● WORK INSTRUCTIONS: Throughout the records below, find each line holding "tokio" and copy it.

● DATA FOR PROCESSING:
※ ※ ※
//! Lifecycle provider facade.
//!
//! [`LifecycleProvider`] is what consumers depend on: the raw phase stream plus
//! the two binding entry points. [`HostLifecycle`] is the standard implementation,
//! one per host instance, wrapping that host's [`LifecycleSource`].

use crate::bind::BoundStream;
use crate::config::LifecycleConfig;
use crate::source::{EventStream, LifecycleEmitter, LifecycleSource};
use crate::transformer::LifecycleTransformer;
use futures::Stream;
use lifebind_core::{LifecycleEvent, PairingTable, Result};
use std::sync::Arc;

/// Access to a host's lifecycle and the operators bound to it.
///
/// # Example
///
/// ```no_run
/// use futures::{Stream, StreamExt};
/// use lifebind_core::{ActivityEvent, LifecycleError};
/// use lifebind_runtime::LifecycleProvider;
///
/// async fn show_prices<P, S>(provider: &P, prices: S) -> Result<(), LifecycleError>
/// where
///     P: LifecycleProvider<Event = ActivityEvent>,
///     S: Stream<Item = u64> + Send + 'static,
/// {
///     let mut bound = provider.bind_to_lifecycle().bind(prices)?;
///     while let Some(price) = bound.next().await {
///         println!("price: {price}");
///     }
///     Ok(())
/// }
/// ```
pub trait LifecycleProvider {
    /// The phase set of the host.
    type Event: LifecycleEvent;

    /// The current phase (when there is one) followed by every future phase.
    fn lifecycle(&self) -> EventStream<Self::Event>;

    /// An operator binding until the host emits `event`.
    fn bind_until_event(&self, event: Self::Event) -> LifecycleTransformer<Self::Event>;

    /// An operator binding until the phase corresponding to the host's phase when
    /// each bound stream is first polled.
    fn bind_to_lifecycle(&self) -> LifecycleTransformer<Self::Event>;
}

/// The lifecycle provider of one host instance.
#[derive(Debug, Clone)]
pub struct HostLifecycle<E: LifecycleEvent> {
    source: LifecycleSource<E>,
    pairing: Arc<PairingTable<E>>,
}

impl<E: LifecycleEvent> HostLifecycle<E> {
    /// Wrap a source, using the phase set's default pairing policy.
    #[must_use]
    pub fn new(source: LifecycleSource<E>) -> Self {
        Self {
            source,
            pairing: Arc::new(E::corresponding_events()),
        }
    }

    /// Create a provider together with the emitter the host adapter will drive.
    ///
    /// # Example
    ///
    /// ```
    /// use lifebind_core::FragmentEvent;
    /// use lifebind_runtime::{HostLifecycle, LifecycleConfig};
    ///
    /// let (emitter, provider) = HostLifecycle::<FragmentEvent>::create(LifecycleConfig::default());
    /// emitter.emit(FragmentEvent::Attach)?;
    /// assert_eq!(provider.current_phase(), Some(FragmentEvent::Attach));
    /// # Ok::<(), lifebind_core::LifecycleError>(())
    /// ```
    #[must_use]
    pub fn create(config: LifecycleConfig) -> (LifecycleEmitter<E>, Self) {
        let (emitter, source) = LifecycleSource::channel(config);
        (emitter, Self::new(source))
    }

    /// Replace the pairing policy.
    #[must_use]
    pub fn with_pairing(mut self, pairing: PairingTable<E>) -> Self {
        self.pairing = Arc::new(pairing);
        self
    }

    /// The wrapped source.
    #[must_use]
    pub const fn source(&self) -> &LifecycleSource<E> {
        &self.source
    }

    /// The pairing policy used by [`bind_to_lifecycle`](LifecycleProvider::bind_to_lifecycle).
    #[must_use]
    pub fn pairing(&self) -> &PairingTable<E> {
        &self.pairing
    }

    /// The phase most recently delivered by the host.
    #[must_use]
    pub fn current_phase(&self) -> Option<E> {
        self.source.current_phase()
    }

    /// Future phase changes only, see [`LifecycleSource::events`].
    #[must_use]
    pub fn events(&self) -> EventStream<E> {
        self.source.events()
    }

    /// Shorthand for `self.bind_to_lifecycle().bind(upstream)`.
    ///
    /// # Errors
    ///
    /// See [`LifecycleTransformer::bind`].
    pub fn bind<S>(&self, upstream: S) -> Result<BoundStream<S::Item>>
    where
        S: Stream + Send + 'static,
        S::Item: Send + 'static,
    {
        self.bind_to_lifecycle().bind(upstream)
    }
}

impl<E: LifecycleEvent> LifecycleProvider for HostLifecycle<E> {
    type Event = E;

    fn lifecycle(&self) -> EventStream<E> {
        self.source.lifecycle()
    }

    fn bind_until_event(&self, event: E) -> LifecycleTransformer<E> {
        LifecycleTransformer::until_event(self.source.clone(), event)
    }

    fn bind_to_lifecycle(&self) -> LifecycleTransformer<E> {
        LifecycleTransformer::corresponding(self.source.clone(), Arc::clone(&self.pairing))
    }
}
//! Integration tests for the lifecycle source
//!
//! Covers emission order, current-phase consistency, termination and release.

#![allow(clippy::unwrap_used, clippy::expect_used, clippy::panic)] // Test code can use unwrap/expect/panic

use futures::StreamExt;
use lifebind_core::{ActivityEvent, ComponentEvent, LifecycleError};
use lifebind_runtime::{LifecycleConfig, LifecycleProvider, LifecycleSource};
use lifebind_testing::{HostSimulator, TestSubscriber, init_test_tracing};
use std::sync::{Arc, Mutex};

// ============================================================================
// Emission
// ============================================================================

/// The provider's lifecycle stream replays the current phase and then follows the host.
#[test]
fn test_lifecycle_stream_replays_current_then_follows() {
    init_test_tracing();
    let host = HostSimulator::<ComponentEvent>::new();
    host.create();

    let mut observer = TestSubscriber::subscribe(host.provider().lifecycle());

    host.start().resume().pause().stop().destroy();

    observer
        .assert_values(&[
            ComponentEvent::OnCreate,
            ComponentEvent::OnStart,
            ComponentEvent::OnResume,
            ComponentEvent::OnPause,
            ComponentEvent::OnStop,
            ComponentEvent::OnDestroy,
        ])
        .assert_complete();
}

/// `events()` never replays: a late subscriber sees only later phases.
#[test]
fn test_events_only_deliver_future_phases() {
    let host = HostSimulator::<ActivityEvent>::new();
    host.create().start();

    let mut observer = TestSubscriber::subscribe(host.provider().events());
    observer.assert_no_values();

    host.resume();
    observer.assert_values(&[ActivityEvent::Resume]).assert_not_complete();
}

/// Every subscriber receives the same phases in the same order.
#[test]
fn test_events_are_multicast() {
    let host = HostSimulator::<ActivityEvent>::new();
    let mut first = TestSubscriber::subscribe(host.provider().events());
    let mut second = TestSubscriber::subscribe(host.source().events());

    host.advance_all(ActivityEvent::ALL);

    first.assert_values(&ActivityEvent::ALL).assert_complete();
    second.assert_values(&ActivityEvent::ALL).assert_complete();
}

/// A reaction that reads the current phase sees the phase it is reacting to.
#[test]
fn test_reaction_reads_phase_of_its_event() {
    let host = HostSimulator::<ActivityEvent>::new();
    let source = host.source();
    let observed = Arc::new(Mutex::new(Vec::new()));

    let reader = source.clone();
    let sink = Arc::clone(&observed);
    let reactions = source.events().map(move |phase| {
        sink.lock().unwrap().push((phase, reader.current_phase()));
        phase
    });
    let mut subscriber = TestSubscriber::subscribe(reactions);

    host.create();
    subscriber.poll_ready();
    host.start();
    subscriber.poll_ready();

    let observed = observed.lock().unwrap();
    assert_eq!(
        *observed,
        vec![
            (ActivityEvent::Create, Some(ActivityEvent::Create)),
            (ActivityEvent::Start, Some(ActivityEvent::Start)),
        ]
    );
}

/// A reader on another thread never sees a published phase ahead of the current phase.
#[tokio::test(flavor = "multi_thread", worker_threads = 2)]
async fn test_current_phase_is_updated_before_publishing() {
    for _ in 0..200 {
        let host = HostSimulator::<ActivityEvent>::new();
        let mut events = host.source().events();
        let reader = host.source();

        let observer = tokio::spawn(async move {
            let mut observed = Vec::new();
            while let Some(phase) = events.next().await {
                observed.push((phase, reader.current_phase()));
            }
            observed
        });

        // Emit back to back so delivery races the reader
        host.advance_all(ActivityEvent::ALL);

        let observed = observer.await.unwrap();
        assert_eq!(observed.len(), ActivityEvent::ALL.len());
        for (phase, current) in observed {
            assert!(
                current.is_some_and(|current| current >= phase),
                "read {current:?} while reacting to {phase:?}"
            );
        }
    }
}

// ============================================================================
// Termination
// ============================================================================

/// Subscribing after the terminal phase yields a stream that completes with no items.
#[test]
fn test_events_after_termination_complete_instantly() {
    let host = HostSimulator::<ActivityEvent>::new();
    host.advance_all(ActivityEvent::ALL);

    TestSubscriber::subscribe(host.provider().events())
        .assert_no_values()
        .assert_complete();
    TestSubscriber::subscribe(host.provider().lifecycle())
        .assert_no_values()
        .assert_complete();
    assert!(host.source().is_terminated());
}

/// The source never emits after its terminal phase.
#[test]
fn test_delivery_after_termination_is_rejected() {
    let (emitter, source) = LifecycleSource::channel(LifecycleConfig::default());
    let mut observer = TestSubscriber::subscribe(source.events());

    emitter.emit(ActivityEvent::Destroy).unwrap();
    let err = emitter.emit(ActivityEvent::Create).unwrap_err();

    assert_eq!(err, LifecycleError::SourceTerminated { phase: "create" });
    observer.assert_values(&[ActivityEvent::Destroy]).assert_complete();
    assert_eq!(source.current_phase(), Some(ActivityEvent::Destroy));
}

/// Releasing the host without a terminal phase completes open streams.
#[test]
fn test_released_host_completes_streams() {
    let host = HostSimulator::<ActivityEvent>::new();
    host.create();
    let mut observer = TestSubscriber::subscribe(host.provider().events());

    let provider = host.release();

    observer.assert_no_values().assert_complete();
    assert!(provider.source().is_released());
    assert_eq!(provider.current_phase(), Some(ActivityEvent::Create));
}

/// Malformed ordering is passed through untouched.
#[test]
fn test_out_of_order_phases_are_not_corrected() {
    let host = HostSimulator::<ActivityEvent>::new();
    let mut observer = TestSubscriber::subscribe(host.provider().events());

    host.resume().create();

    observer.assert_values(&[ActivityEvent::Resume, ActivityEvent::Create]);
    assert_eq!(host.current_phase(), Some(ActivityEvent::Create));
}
※ ※ ※
● RESULT:
#[tokio::test(flavor = "multi_thread", worker_threads = 2)]
        let observer = tokio::spawn(async move {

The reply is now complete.